BEGIN Data excerpts
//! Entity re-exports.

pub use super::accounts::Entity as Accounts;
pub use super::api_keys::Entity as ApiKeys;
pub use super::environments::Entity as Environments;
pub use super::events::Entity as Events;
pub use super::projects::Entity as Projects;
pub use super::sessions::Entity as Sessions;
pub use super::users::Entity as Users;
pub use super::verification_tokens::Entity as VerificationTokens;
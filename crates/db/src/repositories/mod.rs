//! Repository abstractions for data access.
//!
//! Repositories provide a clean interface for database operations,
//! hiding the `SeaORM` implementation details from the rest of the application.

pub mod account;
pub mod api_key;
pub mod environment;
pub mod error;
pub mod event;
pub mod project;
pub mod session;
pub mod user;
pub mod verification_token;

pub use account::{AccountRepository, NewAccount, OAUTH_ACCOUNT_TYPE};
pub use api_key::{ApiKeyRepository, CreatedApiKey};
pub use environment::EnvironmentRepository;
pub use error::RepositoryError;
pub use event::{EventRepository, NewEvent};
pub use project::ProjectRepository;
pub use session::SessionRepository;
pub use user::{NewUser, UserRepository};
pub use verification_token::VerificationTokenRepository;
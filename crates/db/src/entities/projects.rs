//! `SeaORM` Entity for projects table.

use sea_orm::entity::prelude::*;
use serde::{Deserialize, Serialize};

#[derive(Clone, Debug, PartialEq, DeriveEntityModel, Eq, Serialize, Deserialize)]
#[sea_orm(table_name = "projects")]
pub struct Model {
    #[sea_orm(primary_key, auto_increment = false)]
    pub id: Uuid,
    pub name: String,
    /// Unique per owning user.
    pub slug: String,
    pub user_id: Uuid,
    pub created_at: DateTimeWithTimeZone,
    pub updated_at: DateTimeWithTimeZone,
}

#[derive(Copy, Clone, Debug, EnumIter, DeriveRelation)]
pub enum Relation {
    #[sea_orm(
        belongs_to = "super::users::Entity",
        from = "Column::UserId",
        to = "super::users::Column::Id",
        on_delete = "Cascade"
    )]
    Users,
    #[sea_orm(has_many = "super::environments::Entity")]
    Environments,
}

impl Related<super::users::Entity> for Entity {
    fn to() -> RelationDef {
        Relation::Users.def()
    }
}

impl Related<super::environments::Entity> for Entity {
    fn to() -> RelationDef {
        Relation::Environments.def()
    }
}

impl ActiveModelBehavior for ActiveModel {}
END Data excerpts
BEGIN Data excerpts
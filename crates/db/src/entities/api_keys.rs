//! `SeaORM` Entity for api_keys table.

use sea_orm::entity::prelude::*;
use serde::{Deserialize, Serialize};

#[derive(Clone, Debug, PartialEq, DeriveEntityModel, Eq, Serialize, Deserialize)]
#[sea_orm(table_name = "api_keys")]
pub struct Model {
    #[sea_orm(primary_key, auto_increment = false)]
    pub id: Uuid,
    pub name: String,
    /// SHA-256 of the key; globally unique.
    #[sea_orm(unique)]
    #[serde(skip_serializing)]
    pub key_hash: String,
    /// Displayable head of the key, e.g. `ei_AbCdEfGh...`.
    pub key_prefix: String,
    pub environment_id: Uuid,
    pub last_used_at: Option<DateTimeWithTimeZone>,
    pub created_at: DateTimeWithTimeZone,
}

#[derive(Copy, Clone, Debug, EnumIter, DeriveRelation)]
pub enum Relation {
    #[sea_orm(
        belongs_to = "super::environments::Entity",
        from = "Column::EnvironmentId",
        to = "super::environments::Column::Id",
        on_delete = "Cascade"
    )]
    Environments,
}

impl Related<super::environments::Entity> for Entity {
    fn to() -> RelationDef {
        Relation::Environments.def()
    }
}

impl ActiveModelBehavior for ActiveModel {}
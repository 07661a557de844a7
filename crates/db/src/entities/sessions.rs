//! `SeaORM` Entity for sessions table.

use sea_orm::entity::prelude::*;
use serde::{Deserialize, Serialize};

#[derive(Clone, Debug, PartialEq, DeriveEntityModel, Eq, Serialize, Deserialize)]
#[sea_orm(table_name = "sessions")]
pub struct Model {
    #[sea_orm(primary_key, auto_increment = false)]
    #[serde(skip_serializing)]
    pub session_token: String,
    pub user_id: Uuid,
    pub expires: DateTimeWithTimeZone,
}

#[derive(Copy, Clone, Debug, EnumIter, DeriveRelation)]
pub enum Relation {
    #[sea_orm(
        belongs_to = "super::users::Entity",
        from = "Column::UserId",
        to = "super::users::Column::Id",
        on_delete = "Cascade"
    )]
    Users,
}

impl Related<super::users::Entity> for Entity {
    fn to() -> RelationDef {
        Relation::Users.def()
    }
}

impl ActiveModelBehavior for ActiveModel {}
END Data excerpts
Task prompt:
Write down exactly the span of lines above from the one containing "pub use super::api_keys::Entity as ApiKeys;" to the one containing "Repositories provide a", both ends included.

Result:
pub use super::api_keys::Entity as ApiKeys;
pub use super::environments::Entity as Environments;
pub use super::events::Entity as Events;
pub use super::projects::Entity as Projects;
pub use super::sessions::Entity as Sessions;
pub use super::users::Entity as Users;
pub use super::verification_tokens::Entity as VerificationTokens;
filename crates/db/src/repositories/mod.rs
//! Repository abstractions for data access.
//!
//! Repositories provide a clean interface for database operations,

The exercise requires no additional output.